The Toronto Blue Jays are playoff contenders, if not favorites for a 2021 wildcard spot. They sit two games over .500 and just took back-to-back series from the New York Yankees and Cleveland Indians. They have been without their star free agent outfielder and have an injury battered pitching staff. 

The Blue Jays have overcome adversity and taken advantage of opportunity throughout the early days of 2021. They have faced the hardest schedule in Major League Baseball, and are the only team in the top-5 hardest schedules with a record over .500. 

No playoff percentage, caveat or concession makes Sunday's loss to Cleveland any less crushing. If anything, the expectations make it worse.

Hours after cruising past Cleveland in game one of the Sunday double header and minutes after Steven Matz was rocking a one hitter into the sixth inning, Bradley Zimmer slid across home plate to hand the Blue Jays their fourth straight series finale loss.

“It’s hard to finish a big league game,” Marcus Semien said.

The 2020 Toronto Blue Jays were 5-6 in extra innings and lost 10 games by one run. Good teams — playoff teams — blow games, botch series sweeps, and beat themselves. You only know if you won enough of the close games or staved off enough comebacks after 162.

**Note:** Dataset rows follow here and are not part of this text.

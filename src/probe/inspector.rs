//! Stream table rendering for `inspect`

use crate::domain::model::{ProbeResult, Stream};

const HEADERS: [&str; 9] = [
    "#", "Type", "Codec", "Language", "Channels", "Layout", "Width", "Height", "Title",
];

fn opt<T: ToString>(value: Option<T>) -> String {
    value.map(|v| v.to_string()).unwrap_or_default()
}

fn row(stream: &Stream) -> [String; 9] {
    [
        stream.index.to_string(),
        stream.codec_type.to_string(),
        stream.codec_name.clone(),
        opt(stream.language.as_deref()),
        opt(stream.channels),
        opt(stream.layout_name.as_deref()),
        opt(stream.width),
        opt(stream.height),
        opt(stream.title.as_deref()),
    ]
}

/// Render the probe's streams as a plain text table titled with its name
pub fn render_stream_table(probe: &ProbeResult) -> String {
    let rows: Vec<[String; 9]> = probe.streams.iter().map(row).collect();

    let mut widths = HEADERS.map(|h| h.chars().count());
    for row in &rows {
        for (width, cell) in widths.iter_mut().zip(row.iter()) {
            *width = (*width).max(cell.chars().count());
        }
    }

    let format_line = |cells: &[String]| -> String {
        cells
            .iter()
            .zip(widths.iter())
            .map(|(cell, width)| format!("{:<width$}", cell, width = width))
            .collect::<Vec<_>>()
            .join(" | ")
            .trim_end()
            .to_string()
    };

    let header: Vec<String> = HEADERS.iter().map(|h| h.to_string()).collect();
    let rule: Vec<String> = widths.iter().map(|w| "-".repeat(*w)).collect();

    let mut lines = vec![probe.name.clone(), format_line(&header[..]), format_line(&rule[..])];
    lines.extend(rows.iter().map(|r| format_line(&r[..])));
    lines.join("\n")
}

#[cfg(test)]
mod tests {
    use super::*;
    use crate::domain::model::CodecType;

    #[test]
    fn table_lists_every_stream() {
        let probe = ProbeResult {
            name: "Movie".to_string(),
            streams: vec![
                Stream::new(0, CodecType::Video, "h264").with_dimensions(1920, 1080),
                Stream::new(1, CodecType::Audio, "aac")
                    .with_language("eng")
                    .with_channels(2)
                    .with_title("Stereo"),
            ],
            ..ProbeResult::default()
        };

        let table = render_stream_table(&probe);
        let lines: Vec<&str> = table.lines().collect();

        assert_eq!(lines[0], "Movie");
        assert!(lines[1].starts_with("# | Type"));
        assert!(lines[1].ends_with("Title"));
        assert!(lines[3].contains("h264"));
        assert!(lines[3].contains("1920"));
        assert!(lines[4].contains("eng"));
        assert!(lines[4].ends_with("Stereo"));
        assert_eq!(lines.len(), 5);
    }
}
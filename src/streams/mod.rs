//! Stream selection policy
//!
//! Pure functions that decide which streams survive a pass and produce the
//! ffmpeg arguments for it. Each function sees the streams of one class in
//! probe order, the immutable [`SelectionConfig`](crate::domain::model::SelectionConfig)
//! and the resolved original language; none of them touch the file system
//! or spawn processes.
//!
//! Emitted `-map` arguments always reference the original container index
//! and follow probe order within a class.

pub mod audio_mapper;
pub mod downmix;
pub mod mapper;
pub mod subtitle_processor;
pub mod video;

pub use audio_mapper::{select_audio, AudioSelection};
pub use downmix::downmix_to_stereo;
pub use mapper::ReorderPlan;
pub use subtitle_processor::select_subtitles;
pub use video::select_video;

/// `-map 0:<index>` for one input stream
pub fn map_args(index: usize) -> [String; 2] {
    ["-map".to_string(), format!("0:{}", index)]
}

/// Indices referenced by `-map 0:<n>` pairs, in order
pub fn mapped_indices(args: &[String]) -> Vec<usize> {
    args.windows(2)
        .filter(|pair| pair[0] == "-map")
        .filter_map(|pair| pair[1].strip_prefix("0:"))
        .filter_map(|index| index.parse().ok())
        .collect()
}
//! Common utilities and helpers

pub mod logging;

pub use logging::{init_logging, LoggingConfig};

/// Format a byte count for display, decimal units
pub fn format_file_size(size: u64) -> String {
    const UNITS: &[&str] = &["B", "KB", "MB", "GB", "TB"];
    let mut value = size as f64;
    let mut unit_index = 0;

    while value >= 1000.0 && unit_index < UNITS.len() - 1 {
        value /= 1000.0;
        unit_index += 1;
    }

    if unit_index == 0 {
        format!("{} {}", size, UNITS[0])
    } else {
        format!("{:.1} {}", value, UNITS[unit_index])
    }
}
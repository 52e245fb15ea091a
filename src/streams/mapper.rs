//! Stream reorder planning

use tracing::debug;

use crate::domain::errors::DomainError;
use crate::domain::model::{CodecType, ProbeResult};
use crate::streams::map_args;

/// Target layout of a container: playable video, then audio, then subtitles
#[derive(Debug, Clone, PartialEq)]
pub struct ReorderPlan {
    pub video: Vec<usize>,
    pub audio: Vec<usize>,
    pub subtitles: Vec<usize>,
}

impl ReorderPlan {
    /// Group stream indices by class, keeping probe order inside each class.
    ///
    /// Cover art and thumbnails are left out. A container without playable
    /// video or without audio cannot be processed at all.
    pub fn from_probe(probe: &ProbeResult) -> Result<Self, DomainError> {
        let video: Vec<usize> = probe
            .playable_video_streams()
            .iter()
            .map(|s| s.index)
            .collect();
        let audio: Vec<usize> = probe
            .streams_of(CodecType::Audio)
            .iter()
            .map(|s| s.index)
            .collect();
        let subtitles: Vec<usize> = probe
            .streams_of(CodecType::Subtitle)
            .iter()
            .map(|s| s.index)
            .collect();

        if video.is_empty() {
            return Err(DomainError::NoVideoStreams);
        }
        if audio.is_empty() {
            return Err(DomainError::NoAudioStreams);
        }

        Ok(Self {
            video,
            audio,
            subtitles,
        })
    }

    fn ordered(&self) -> impl Iterator<Item = usize> + '_ {
        self.video
            .iter()
            .chain(self.audio.iter())
            .chain(self.subtitles.iter())
            .copied()
    }

    /// True when the planned order would change nothing
    pub fn is_identity(&self) -> bool {
        self.ordered()
            .enumerate()
            .all(|(position, index)| position == index)
    }

    /// `-c copy` followed by one `-map` per stream in planned order
    pub fn args(&self) -> Vec<String> {
        let mut args = vec!["-c".to_string(), "copy".to_string()];
        args.extend(self.ordered().flat_map(map_args));
        debug!("REORDER: {:?}", args);
        args
    }
}
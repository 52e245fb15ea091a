//! User-facing output: status lines and final file placement
//!
//! Status lines are separate from tracing output. Successes go to stdout,
//! errors to stderr, each with a distinct prefix.

pub mod writer;

pub use writer::OutputWriter;

const SUCCESS_PREFIX: &str = "✔ ";
const ERROR_PREFIX: &str = "✘ Error: ";

pub fn success_line(message: &str) -> String {
    format!("{}{}", SUCCESS_PREFIX, message)
}

pub fn error_line(message: &str) -> String {
    format!("{}{}", ERROR_PREFIX, message)
}

/// Print a checkmark-prefixed line to stdout
pub fn success(message: &str) {
    println!("{}", success_line(message));
}

/// Print a single-line error to stderr
pub fn error(message: &str) {
    eprintln!("{}", error_line(message));
}

/// Print a command that a dry run would have executed
pub fn dry_run(command: &str) {
    println!("DRYRUN: {}", command);
}

#[cfg(test)]
mod tests {
    use super::*;

    #[test]
    fn prefixes_are_distinct() {
        assert_eq!(success_line("/out/Movie.mkv"), "✔ /out/Movie.mkv");
        assert_eq!(error_line("No audio streams found"), "✘ Error: No audio streams found");
    }
}
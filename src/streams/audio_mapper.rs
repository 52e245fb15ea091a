//! Audio stream selection and stereo downmix planning

use tracing::{debug, trace, warn};

use crate::domain::model::{SelectionConfig, Stream};
use crate::language::LanguageCode;
use crate::streams::{downmix_to_stereo, map_args};

/// Outcome of audio selection for one pass
#[derive(Debug, Clone, Default, PartialEq)]
pub struct AudioSelection {
    /// `-map` pairs for the kept streams, in probe order
    pub map_args: Vec<String>,
    /// Streams that survived selection
    pub kept: Vec<Stream>,
    /// Extra synthesized stereo tracks, empty unless downmixing was requested
    /// and needed
    pub downmix_args: Vec<String>,
    /// True when every stream would have been dropped and all were restored
    pub used_failsafe: bool,
}

/// Languages whose audio is kept: the configured list plus the original
/// language, unless the user asked to drop it
pub fn audio_keep_languages(
    config: &SelectionConfig,
    original_language: Option<&LanguageCode>,
) -> Vec<LanguageCode> {
    let mut languages = config.keep_languages.clone();

    if !config.drop_original_audio {
        if let Some(original) = original_language {
            if !languages.contains(original) {
                languages.push(original.clone());
            }
        }
    }

    languages
}

/// Decide which audio streams to keep.
///
/// Untagged streams are always kept. Commentary is dropped unless requested.
/// Streams tagged `und` or with a kept language survive. If that would leave
/// no audio at all, every stream is kept instead.
pub fn select_audio(
    streams: &[Stream],
    config: &SelectionConfig,
    original_language: Option<&LanguageCode>,
) -> AudioSelection {
    let languages = audio_keep_languages(config, original_language);
    let mut selection = AudioSelection::default();

    for stream in streams {
        if stream.language_tag().is_none() {
            debug!("PROCESS AUDIO: Keep stream #{} (no language tag)", stream.index);
            keep(&mut selection, stream);
            continue;
        }

        if !config.keep_commentary && stream.is_commentary() {
            trace!("PROCESS AUDIO: Remove stream #{} [commentary]", stream.index);
            continue;
        }

        let wanted = stream.is_undetermined()
            || stream
                .language_code()
                .is_some_and(|code| languages.contains(&code));

        if wanted {
            keep(&mut selection, stream);
            continue;
        }

        trace!("PROCESS AUDIO: Remove stream #{}", stream.index);
    }

    if selection.kept.is_empty() && !streams.is_empty() {
        warn!("PROCESS AUDIO: All audio streams would be removed, keeping every stream");
        for stream in streams {
            keep(&mut selection, stream);
        }
        selection.used_failsafe = true;
    }

    if config.downmix_stereo {
        selection.downmix_args = downmix_to_stereo(&selection.kept);
    }

    trace!("PROCESS AUDIO: {:?}", selection.map_args);
    selection
}

fn keep(selection: &mut AudioSelection, stream: &Stream) {
    selection.map_args.extend(map_args(stream.index));
    selection.kept.push(stream.clone());
}
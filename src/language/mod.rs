//! Language codes and original-language resolution

pub mod code;
pub mod resolver;

pub use code::LanguageCode;
pub use resolver::{LanguageResolver, OriginalLanguage};
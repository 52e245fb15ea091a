//! Output file writer implementation

use std::path::{Path, PathBuf};

use tracing::{debug, info};

use crate::domain::errors::DomainError;

/// Copies the final intermediate file to its destination
#[derive(Debug, Clone, Default)]
pub struct OutputWriter {
    out_dir: Option<PathBuf>,
    overwrite: bool,
}

impl OutputWriter {
    /// `out_dir` defaults to the input's directory
    pub fn new(out_dir: Option<PathBuf>, overwrite: bool) -> Self {
        Self { out_dir, overwrite }
    }

    /// Destination for `produced`, named after the input's stem with the
    /// produced file's extension.
    ///
    /// Without overwrite an existing file is never replaced; `_1`, `_2`, ...
    /// is appended to the stem until the name is free.
    pub fn destination(&self, input: &Path, produced: &Path) -> PathBuf {
        let dir = self
            .out_dir
            .clone()
            .or_else(|| input.parent().map(Path::to_path_buf))
            .unwrap_or_default();
        let stem = input
            .file_stem()
            .map(|s| s.to_string_lossy().into_owned())
            .unwrap_or_default();
        let suffix = produced
            .extension()
            .map(|e| format!(".{}", e.to_string_lossy()))
            .unwrap_or_default();

        let candidate = dir.join(format!("{}{}", stem, suffix));
        if self.overwrite || !candidate.exists() {
            return candidate;
        }

        (1..)
            .map(|n| dir.join(format!("{}_{}{}", stem, n, suffix)))
            .find(|path| !path.exists())
            .unwrap_or(candidate)
    }

    /// Copy `produced` to its destination and return the final path.
    ///
    /// The copy goes to a hidden sibling first and is renamed into place.
    /// With overwrite, the input is deleted when the result landed elsewhere.
    pub fn write_output(&self, input: &Path, produced: &Path) -> Result<PathBuf, DomainError> {
        let destination = self.destination(input, produced);

        if let Some(parent) = destination.parent().filter(|p| !p.as_os_str().is_empty()) {
            std::fs::create_dir_all(parent).map_err(|e| {
                DomainError::FsFail(format!("Failed to create {}: {}", parent.display(), e))
            })?;
        }

        let file_name = destination
            .file_name()
            .map(|n| n.to_string_lossy().into_owned())
            .ok_or_else(|| DomainError::FsFail("Invalid output file path".to_string()))?;
        let staging = destination.with_file_name(format!(".tmp_{}", file_name));

        info!("Writing output file: {}", destination.display());
        std::fs::copy(produced, &staging).map_err(|e| {
            DomainError::FsFail(format!("Failed to copy {}: {}", produced.display(), e))
        })?;
        std::fs::rename(&staging, &destination).map_err(|e| {
            let _ = std::fs::remove_file(&staging);
            DomainError::FsFail(format!("Failed to move output into place: {}", e))
        })?;

        if self.overwrite && !same_file(&destination, input) {
            debug!("Delete: {}", input.display());
            std::fs::remove_file(input).map_err(|e| {
                DomainError::FsFail(format!("Failed to delete {}: {}", input.display(), e))
            })?;
        }

        Ok(destination)
    }
}

fn same_file(a: &Path, b: &Path) -> bool {
    match (a.canonicalize(), b.canonicalize()) {
        (Ok(a), Ok(b)) => a == b,
        _ => a == b,
    }
}
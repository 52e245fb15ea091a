// Application layer - Use case interactors

use std::path::PathBuf;

pub mod cache_interactor;
pub mod clean_interactor;
pub mod clip_interactor;
pub mod container;
pub mod inspect_interactor;

// Re-export interactors
pub use cache_interactor::{CacheEntry, CacheInteractor};
pub use clean_interactor::{CleanInteractor, CleanRequest};
pub use clip_interactor::{ClipInteractor, ClipRequest};
pub use container::AppContainer;
pub use inspect_interactor::InspectInteractor;

/// Result of running one use case over a list of files
#[derive(Debug, Clone, Default, PartialEq)]
pub struct BatchOutcome {
    /// Final output paths, in input order
    pub written: Vec<PathBuf>,
    /// Files that failed
    pub failed: usize,
}

impl BatchOutcome {
    pub fn is_success(&self) -> bool {
        self.failed == 0
    }
}
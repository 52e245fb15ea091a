// Cache interactor - Lists or empties the scratch directory

use std::path::{Path, PathBuf};

use tracing::{debug, info};
use walkdir::WalkDir;

use crate::domain::errors::*;
use crate::utils::format_file_size;

/// One entry below the cache directory
#[derive(Debug, Clone, PartialEq)]
pub struct CacheEntry {
    /// Path relative to the cache directory
    pub path: PathBuf,
    /// Nesting level, 1 for direct children
    pub depth: usize,
    pub is_dir: bool,
    pub size_bytes: u64,
}

impl CacheEntry {
    /// Indented tree line, sizes shown for files only
    pub fn display_line(&self) -> String {
        let indent = "  ".repeat(self.depth.saturating_sub(1));
        let name = self
            .path
            .file_name()
            .map(|n| n.to_string_lossy().into_owned())
            .unwrap_or_default();
        if self.is_dir {
            format!("{}{}/", indent, name)
        } else {
            format!("{}{} ({})", indent, name, format_file_size(self.size_bytes))
        }
    }
}

/// Interactor for the cache use case
pub struct CacheInteractor {
    cache_dir: PathBuf,
}

impl CacheInteractor {
    pub fn new(cache_dir: PathBuf) -> Self {
        Self { cache_dir }
    }

    pub fn cache_dir(&self) -> &Path {
        &self.cache_dir
    }

    /// Every file and directory below the cache directory, depth first.
    /// A missing cache directory is empty.
    pub fn list(&self) -> Result<Vec<CacheEntry>, DomainError> {
        if !self.cache_dir.exists() {
            return Ok(Vec::new());
        }

        let mut entries = Vec::new();
        for entry in WalkDir::new(&self.cache_dir).min_depth(1).sort_by_file_name() {
            let entry = entry.map_err(|e| DomainError::FsFail(e.to_string()))?;
            let metadata = entry
                .metadata()
                .map_err(|e| DomainError::FsFail(e.to_string()))?;
            let relative = entry
                .path()
                .strip_prefix(&self.cache_dir)
                .unwrap_or(entry.path())
                .to_path_buf();

            entries.push(CacheEntry {
                path: relative,
                depth: entry.depth(),
                is_dir: metadata.is_dir(),
                size_bytes: if metadata.is_file() { metadata.len() } else { 0 },
            });
        }
        debug!("CACHE: {} entries", entries.len());
        Ok(entries)
    }

    /// Remove everything inside the cache directory, keeping the directory.
    /// Returns the number of top-level entries removed.
    pub fn clear(&self) -> Result<usize, DomainError> {
        if !self.cache_dir.exists() {
            return Ok(0);
        }

        let mut removed = 0;
        for entry in std::fs::read_dir(&self.cache_dir)? {
            let path = entry?.path();
            if path.is_dir() {
                std::fs::remove_dir_all(&path)?;
            } else {
                std::fs::remove_file(&path)?;
            }
            removed += 1;
        }
        info!("CACHE: Cleared {}", self.cache_dir.display());
        Ok(removed)
    }
}
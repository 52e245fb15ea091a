//! vidscrub library
//!
//! Inspects, clips and cleans video files by driving `ffprobe` and `ffmpeg`.
//! The stream-selection policy in [`streams`] decides which audio, video and
//! subtitle tracks survive; [`engine`] turns those decisions into a chain of
//! encoder passes over temporary files.

pub mod adapters;
pub mod app;
pub mod cli;
pub mod config_initialization;
pub mod domain;
pub mod engine;
pub mod error;
pub mod language;
pub mod output;
pub mod ports;
pub mod probe;
pub mod streams;
pub mod utils;

// Re-export commonly used types
pub use domain::errors::DomainError;
pub use domain::model::{ProbeResult, SelectionConfig, Stream, TargetCodec};
pub use error::{ScrubError, ScrubResult};
pub use language::LanguageCode;
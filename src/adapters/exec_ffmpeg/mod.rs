//! FFmpeg execution adapter
//!
//! Runs one ffmpeg pass with progress reporting on stdout and collects
//! stderr so a failure can be reported with ffmpeg's own diagnostic.

use std::path::PathBuf;
use std::process::Stdio;

use async_trait::async_trait;
use tokio::io::{AsyncBufReadExt, AsyncReadExt, BufReader};
use tokio::process::Command;
use tracing::{debug, info, trace};

use crate::domain::errors::DomainError;
use crate::engine::progress::{ProgressDisplay, ProgressParser};
use crate::ports::{EncodePort, EncodeRequest};

/// Lines of stderr kept for error messages
const STDERR_TAIL_LINES: usize = 5;

/// FFmpeg-based execution adapter
#[derive(Debug, Clone)]
pub struct FFmpegAdapter {
    ffmpeg_path: PathBuf,
    show_progress: bool,
}

impl FFmpegAdapter {
    /// Use the ffmpeg binary found on `PATH`
    pub fn new(show_progress: bool) -> Self {
        Self::with_binary(PathBuf::from("ffmpeg"), show_progress)
    }

    pub fn with_binary(ffmpeg_path: PathBuf, show_progress: bool) -> Self {
        Self {
            ffmpeg_path,
            show_progress,
        }
    }

    /// Request arguments plus the progress reporting flags
    fn process_args(request: &EncodeRequest) -> Vec<String> {
        let mut args = vec![
            "-progress".to_string(),
            "pipe:1".to_string(),
            "-nostats".to_string(),
        ];
        args.extend(request.command_args());
        args
    }
}

fn stderr_tail(stderr: &str) -> String {
    let lines: Vec<&str> = stderr
        .lines()
        .map(str::trim)
        .filter(|l| !l.is_empty())
        .collect();
    let start = lines.len().saturating_sub(STDERR_TAIL_LINES);
    lines[start..].join("\n")
}

#[async_trait]
impl EncodePort for FFmpegAdapter {
    async fn encode(&self, request: &EncodeRequest) -> Result<(), DomainError> {
        info!("{}", request.title);
        trace!("FFMPEG: {}", self.render_command(request));

        let mut child = Command::new(&self.ffmpeg_path)
            .args(Self::process_args(request))
            .stdin(Stdio::null())
            .stdout(Stdio::piped())
            .stderr(Stdio::piped())
            .kill_on_drop(true)
            .spawn()
            .map_err(|e| {
                DomainError::EncodeFail(format!(
                    "failed to run {}: {}",
                    self.ffmpeg_path.display(),
                    e
                ))
            })?;

        let stdout = child
            .stdout
            .take()
            .ok_or_else(|| DomainError::EncodeFail("ffmpeg stdout unavailable".to_string()))?;
        let mut stderr = child
            .stderr
            .take()
            .ok_or_else(|| DomainError::EncodeFail("ffmpeg stderr unavailable".to_string()))?;

        // Drain stderr concurrently so ffmpeg never blocks on a full pipe
        let stderr_task = tokio::spawn(async move {
            let mut buffer = String::new();
            let _ = stderr.read_to_string(&mut buffer).await;
            buffer
        });

        let parser = ProgressParser::new(request.duration_seconds);
        let display = if self.show_progress {
            ProgressDisplay::new(&request.title)
        } else {
            ProgressDisplay::hidden()
        };

        let mut lines = BufReader::new(stdout).lines();
        while let Some(line) = lines.next_line().await? {
            if let Some(event) = parser.parse_line(&line) {
                display.apply(event);
            }
        }

        let status = child.wait().await?;
        display.finish();
        let stderr = stderr_task.await.unwrap_or_default();

        if !status.success() {
            let tail = stderr_tail(&stderr);
            let message = if tail.is_empty() {
                format!("exited with {}", status)
            } else {
                tail
            };
            return Err(DomainError::EncodeFail(message));
        }

        debug!("FFMPEG: wrote {}", request.output.display());
        Ok(())
    }

    fn render_command(&self, request: &EncodeRequest) -> String {
        let mut parts = vec![self.ffmpeg_path.display().to_string()];
        parts.extend(request.command_args().into_iter().map(|arg| {
            if arg.contains(' ') || arg.contains('|') {
                format!("'{}'", arg)
            } else {
                arg
            }
        }));
        parts.join(" ")
    }
}
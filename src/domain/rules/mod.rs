// Domain rules - Input validation applied before any processing starts

use std::path::{Path, PathBuf};

use crate::domain::errors::*;
use crate::domain::model::*;

/// File extensions accepted as video containers
pub const VIDEO_CONTAINERS: &[&str] = &[
    "3gp", "avi", "flv", "m2ts", "m4v", "mkv", "mov", "mp4", "mpeg", "mpg", "mts", "ogv", "ts",
    "vob", "webm", "wmv",
];

/// Business rules for input files
pub struct InputRules;

impl InputRules {
    /// Check that a path exists, is a regular file and has a video container
    /// extension. Returns the absolute path.
    pub fn validate_video_file(path: &Path) -> Result<PathBuf, DomainError> {
        let display = path.display().to_string();

        if !path.is_file() {
            return Err(DomainError::FileNotFound(display));
        }

        if !Self::is_video_container(path) {
            return Err(DomainError::UnsupportedContainer(display));
        }

        std::path::absolute(path).map_err(DomainError::from)
    }

    /// Validate every input up front so that a bad argument aborts the batch
    /// before any file is touched
    pub fn validate_all(paths: &[PathBuf]) -> Result<Vec<PathBuf>, DomainError> {
        paths.iter().map(|p| Self::validate_video_file(p)).collect()
    }

    /// Whether the extension is a known video container
    pub fn is_video_container(path: &Path) -> bool {
        path.extension()
            .and_then(|ext| ext.to_str())
            .map(|ext| VIDEO_CONTAINERS.contains(&ext.to_ascii_lowercase().as_str()))
            .unwrap_or(false)
    }
}

/// Business rules for the clip subcommand
pub struct ClipRules;

impl ClipRules {
    /// Parse and validate `--start` and `--duration`
    pub fn parse_range(start: &str, duration: &str) -> Result<(ClockTime, ClockTime), DomainError> {
        let start = ClockTime::parse(start)
            .map_err(|_| DomainError::BadArgs("--start must be in format HH:MM:SS".to_string()))?;
        let duration = ClockTime::parse(duration).map_err(|_| {
            DomainError::BadArgs("--duration must be in format HH:MM:SS".to_string())
        })?;

        if duration.as_seconds() == 0 {
            return Err(DomainError::BadArgs(
                "--duration must be longer than zero".to_string(),
            ));
        }

        Ok((start, duration))
    }
}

Each individual game factors in just as much as the next. A 10-1 win counts just as much as a 2-1 walkoff, and the  losses all count for the same in the end. But when you're in a division with the surging Rays, surprising Red Sox, and an 'underperforming' Yankees team still on pace for 89 wins, every game is an opportunity.

The 2021 Toronto Blue Jays have won two extra inning games and are 4-5 in one-run matchups. The bullpen was an unexpected strength of the team in March and April, ranking atop the league for a month. While the offense was cold and starting pitching inconsistent, a strong bullpen manufactured wins for the Blue Jays, providing them with opportunities. It was inevitable the unit would cost them some, too.

Like Charlie Montoyo said postgame, the Blue Jays just took back-to-back series from two 2020 playoff teams and we're talking about one bad game — one bad inning. 

But it's one bad inning that cost them one bad game that they will never get back. It's a game the Jays can and will soon forget, but Sunday's loss is somehow a reminder of how long a baseball season is.

The Blue Jays were never going to coast to the playoffs on the back of a shockingly good bullpen throwing four innings a game. If Toronto is still playing in October it will because they get healthy, find a rotation mix that can pitch deep into games, and clobber opponents with one of baseball's best offenses. 

They've won games 1-0 and 10-8, but on the aggregate this Toronto Blue Jays team seems to be exactly what we thought it was.

They finally found an established five-man rotation, have an elite offense that health may only improve, and roster an injury plagued bullpen with the ability to both win and lose them games.

Two straight wins and they're on pace for 87 wins, two straight losses and the Blue Jays are .500. As expected, they're right there, right on the cusp, and right in the middle of a long and grinding playoff fight.

They're playing winning baseball and exactly where we thought they would be, which is exactly why the losses hurt — especially the ones they should've won.